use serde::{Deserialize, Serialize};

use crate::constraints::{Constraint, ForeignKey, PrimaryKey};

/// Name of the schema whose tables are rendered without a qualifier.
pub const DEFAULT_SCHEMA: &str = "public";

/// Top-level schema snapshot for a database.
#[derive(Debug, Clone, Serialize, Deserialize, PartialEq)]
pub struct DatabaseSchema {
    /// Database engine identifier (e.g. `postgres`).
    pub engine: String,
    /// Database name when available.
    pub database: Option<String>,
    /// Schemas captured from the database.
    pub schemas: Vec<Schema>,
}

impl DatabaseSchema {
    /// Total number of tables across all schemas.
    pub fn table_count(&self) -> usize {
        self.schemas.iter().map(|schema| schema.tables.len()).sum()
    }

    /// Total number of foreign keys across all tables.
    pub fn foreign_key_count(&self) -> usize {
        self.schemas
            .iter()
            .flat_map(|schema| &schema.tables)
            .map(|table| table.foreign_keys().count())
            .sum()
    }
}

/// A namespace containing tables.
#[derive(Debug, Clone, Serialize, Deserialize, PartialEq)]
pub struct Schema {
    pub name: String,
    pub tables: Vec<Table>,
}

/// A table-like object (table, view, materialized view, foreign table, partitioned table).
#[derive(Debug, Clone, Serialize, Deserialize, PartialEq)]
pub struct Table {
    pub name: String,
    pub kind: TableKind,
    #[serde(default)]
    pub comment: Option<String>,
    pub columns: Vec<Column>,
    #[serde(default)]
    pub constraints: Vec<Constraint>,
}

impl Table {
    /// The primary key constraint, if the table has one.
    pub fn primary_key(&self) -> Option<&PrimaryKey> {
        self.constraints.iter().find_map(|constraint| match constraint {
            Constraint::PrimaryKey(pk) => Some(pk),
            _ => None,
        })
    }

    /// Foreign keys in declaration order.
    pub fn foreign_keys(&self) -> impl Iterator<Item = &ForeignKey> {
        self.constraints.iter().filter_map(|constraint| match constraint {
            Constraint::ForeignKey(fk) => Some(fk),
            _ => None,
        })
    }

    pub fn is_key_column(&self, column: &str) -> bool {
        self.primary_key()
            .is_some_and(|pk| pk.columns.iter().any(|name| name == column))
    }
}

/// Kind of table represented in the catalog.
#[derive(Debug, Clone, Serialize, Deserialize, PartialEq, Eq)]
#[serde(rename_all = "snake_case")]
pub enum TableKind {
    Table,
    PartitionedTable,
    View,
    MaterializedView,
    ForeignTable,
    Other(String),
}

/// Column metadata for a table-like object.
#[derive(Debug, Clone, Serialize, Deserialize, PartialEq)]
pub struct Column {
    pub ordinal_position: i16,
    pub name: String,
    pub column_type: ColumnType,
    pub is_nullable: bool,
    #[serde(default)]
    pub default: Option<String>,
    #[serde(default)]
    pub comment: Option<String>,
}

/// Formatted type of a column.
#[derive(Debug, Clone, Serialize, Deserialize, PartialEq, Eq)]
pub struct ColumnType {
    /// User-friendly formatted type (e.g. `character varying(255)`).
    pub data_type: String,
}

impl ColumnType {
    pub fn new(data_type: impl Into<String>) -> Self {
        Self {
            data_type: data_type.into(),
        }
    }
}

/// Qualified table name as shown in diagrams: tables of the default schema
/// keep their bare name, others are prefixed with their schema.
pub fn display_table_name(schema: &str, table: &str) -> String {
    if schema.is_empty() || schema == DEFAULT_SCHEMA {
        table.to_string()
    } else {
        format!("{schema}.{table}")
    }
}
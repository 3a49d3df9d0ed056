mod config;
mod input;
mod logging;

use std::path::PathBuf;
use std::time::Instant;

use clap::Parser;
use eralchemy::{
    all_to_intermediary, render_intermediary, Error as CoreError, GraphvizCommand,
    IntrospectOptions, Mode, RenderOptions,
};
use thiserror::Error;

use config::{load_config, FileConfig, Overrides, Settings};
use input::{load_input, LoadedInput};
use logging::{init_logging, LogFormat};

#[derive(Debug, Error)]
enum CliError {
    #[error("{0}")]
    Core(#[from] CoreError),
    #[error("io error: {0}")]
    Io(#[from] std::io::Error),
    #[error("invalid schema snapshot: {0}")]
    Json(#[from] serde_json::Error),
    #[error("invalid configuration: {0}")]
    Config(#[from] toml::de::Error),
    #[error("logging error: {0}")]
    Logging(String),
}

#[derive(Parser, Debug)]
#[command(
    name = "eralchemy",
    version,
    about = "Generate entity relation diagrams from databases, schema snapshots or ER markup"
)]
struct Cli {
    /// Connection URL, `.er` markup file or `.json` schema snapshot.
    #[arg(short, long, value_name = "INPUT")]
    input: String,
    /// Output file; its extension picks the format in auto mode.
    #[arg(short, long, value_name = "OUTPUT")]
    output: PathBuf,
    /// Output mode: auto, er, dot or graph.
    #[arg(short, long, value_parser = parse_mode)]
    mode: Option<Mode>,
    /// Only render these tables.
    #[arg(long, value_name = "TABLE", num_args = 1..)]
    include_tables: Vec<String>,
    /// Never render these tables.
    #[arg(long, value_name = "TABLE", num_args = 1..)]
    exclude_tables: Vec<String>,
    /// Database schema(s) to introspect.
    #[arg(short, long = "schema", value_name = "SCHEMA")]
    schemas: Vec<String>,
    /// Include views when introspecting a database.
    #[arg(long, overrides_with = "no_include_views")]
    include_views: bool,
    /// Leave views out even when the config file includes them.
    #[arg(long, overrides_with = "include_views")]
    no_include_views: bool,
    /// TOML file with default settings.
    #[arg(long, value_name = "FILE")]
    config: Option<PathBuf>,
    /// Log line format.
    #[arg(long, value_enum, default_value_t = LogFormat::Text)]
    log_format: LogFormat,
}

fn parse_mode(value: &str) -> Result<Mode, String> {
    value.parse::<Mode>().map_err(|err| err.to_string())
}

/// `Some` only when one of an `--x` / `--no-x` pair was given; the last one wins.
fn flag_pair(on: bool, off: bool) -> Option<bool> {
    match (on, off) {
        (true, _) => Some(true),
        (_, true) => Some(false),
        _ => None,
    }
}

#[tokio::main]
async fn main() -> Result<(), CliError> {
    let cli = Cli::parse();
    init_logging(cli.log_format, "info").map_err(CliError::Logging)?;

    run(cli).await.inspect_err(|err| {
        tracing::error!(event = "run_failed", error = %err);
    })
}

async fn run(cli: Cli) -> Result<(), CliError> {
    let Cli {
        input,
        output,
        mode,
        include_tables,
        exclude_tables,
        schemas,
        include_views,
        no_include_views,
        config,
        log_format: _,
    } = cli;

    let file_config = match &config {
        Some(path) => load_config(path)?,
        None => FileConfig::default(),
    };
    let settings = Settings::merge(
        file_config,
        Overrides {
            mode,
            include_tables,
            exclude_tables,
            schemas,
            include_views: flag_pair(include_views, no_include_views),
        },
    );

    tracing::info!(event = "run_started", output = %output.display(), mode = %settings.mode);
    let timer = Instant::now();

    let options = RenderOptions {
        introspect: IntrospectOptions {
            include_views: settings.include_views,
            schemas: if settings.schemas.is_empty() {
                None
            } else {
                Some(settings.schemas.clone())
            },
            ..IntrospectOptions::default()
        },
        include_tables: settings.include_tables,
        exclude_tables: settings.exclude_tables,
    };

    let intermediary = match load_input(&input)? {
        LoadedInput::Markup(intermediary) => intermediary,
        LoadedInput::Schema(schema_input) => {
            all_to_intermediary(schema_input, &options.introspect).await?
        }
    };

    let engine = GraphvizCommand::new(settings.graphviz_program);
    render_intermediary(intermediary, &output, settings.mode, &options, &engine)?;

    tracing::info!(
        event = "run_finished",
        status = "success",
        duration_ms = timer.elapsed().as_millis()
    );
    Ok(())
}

---*---

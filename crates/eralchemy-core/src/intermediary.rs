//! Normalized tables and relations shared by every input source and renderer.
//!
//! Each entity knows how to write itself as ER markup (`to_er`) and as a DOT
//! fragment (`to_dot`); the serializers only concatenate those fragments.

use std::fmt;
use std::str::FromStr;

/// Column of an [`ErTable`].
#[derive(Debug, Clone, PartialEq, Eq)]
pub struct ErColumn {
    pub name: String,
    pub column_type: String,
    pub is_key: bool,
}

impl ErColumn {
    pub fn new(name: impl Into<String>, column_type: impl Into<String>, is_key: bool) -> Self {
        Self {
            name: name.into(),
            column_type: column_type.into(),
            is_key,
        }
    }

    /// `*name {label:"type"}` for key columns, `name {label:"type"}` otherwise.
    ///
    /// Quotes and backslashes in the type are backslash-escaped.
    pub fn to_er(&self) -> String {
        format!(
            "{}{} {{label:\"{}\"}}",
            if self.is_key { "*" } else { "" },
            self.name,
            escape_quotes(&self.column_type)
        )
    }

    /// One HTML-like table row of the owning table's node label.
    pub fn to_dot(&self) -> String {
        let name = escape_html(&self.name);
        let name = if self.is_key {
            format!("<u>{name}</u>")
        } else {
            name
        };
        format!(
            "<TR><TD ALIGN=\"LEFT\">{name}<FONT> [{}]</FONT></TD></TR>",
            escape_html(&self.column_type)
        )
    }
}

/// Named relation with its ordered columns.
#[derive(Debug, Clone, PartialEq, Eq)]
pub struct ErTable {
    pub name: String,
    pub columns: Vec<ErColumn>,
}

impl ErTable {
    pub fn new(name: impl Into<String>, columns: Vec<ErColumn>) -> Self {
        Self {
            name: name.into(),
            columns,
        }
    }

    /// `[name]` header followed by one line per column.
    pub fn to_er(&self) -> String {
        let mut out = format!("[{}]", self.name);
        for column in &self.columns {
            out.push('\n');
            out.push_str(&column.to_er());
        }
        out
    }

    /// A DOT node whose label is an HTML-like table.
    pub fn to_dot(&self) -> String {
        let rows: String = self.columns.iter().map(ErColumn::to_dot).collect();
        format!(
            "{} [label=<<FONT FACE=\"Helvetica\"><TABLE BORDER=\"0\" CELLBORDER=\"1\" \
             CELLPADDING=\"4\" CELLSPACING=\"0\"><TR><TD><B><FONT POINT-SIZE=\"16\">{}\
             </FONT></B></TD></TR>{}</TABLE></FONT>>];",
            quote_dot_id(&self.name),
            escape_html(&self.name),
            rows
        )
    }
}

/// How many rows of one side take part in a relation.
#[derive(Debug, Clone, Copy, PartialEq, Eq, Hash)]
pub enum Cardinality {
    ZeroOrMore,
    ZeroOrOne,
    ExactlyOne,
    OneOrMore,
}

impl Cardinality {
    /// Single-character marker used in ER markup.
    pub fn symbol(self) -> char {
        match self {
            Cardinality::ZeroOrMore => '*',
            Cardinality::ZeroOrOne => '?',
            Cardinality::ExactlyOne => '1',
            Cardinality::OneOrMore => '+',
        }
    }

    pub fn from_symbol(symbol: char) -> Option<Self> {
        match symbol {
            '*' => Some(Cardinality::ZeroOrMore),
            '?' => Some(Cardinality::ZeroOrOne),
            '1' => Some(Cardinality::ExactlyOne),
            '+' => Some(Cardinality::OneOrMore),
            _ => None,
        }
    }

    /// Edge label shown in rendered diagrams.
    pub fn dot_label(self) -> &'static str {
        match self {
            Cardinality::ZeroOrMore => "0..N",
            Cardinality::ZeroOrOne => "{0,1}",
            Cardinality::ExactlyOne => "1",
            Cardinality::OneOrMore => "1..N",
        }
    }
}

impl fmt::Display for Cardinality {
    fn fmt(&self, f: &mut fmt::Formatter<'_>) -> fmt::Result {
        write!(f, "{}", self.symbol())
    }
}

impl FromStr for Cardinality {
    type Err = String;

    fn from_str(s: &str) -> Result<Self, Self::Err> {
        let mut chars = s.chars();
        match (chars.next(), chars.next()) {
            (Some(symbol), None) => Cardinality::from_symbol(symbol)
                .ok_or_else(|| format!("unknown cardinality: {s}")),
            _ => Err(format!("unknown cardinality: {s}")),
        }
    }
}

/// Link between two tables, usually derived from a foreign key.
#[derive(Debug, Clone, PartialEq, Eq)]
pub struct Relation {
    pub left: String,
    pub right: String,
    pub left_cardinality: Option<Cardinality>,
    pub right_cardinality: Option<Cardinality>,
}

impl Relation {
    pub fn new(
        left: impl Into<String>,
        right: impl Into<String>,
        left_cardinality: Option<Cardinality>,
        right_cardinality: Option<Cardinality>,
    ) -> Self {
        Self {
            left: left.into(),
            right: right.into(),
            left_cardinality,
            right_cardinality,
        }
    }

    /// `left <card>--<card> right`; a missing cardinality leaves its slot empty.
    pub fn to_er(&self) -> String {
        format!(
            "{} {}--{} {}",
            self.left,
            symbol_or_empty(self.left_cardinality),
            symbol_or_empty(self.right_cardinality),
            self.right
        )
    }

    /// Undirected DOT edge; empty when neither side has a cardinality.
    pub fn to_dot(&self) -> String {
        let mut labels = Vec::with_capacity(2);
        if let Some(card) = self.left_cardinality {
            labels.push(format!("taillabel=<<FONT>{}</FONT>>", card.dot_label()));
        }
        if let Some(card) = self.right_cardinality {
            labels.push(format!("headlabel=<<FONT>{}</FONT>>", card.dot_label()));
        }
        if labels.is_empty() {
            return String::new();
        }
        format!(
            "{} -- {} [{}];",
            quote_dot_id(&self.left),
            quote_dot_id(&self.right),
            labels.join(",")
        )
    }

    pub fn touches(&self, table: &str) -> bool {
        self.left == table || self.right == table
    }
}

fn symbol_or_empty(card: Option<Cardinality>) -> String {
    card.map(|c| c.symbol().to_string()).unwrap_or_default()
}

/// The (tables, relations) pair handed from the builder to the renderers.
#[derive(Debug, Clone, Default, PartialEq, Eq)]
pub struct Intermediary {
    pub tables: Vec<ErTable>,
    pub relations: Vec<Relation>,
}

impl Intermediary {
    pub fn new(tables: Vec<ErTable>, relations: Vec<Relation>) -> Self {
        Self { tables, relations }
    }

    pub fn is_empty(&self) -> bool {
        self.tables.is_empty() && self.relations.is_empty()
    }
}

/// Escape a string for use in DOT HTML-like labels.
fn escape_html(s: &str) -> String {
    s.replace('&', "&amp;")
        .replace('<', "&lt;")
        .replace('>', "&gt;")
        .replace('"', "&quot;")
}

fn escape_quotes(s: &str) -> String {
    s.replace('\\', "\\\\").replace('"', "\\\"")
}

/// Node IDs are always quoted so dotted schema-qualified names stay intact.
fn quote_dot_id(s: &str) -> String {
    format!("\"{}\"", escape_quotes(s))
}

---*---

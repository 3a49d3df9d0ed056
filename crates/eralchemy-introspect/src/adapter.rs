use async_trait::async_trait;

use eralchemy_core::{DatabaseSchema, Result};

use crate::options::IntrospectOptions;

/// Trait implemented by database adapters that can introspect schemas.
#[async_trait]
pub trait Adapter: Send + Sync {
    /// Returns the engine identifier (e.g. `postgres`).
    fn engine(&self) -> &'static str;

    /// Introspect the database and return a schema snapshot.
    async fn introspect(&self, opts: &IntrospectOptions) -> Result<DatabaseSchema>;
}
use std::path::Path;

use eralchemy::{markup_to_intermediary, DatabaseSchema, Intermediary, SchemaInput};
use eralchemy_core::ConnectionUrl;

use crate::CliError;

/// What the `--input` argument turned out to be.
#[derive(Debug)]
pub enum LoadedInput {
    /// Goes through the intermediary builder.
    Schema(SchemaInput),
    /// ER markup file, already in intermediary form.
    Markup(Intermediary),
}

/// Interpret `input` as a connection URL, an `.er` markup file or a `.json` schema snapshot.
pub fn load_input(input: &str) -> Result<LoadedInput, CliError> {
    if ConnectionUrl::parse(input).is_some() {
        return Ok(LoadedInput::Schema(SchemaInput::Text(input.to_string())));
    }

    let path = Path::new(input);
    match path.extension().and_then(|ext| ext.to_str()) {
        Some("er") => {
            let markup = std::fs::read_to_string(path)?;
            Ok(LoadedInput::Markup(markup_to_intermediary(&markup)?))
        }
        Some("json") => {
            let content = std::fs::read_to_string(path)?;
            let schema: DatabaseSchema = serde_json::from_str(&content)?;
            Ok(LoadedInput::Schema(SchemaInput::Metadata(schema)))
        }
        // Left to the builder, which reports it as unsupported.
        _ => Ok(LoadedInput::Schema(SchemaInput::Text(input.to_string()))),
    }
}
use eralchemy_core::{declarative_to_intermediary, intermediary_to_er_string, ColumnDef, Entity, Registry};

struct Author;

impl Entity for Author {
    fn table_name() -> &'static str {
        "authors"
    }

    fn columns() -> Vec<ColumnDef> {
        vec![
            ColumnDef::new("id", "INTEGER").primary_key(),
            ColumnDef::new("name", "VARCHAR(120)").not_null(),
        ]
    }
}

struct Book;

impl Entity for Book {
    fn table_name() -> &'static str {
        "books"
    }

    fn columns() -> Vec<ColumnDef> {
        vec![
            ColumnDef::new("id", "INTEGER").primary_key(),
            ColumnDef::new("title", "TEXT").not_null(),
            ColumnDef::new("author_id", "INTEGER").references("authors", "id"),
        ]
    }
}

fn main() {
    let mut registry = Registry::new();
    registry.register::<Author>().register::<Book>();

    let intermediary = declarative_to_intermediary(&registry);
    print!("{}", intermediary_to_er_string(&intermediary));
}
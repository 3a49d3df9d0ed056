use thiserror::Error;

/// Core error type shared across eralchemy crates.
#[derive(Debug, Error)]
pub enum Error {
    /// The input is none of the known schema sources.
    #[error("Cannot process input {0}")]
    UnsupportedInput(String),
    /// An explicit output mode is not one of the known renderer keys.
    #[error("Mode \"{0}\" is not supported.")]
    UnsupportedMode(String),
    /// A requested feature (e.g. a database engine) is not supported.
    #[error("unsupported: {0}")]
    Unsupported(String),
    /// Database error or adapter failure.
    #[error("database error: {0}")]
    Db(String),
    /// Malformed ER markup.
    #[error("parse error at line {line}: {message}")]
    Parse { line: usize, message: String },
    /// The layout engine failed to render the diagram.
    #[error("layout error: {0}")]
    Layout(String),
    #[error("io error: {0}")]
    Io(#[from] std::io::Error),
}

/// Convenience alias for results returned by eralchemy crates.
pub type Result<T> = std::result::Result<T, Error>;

---*---

YOUR TASK:
Determine how many lines of the listing include the word "await" and report nothing but the number.

EXERCISE OUTPUT:
2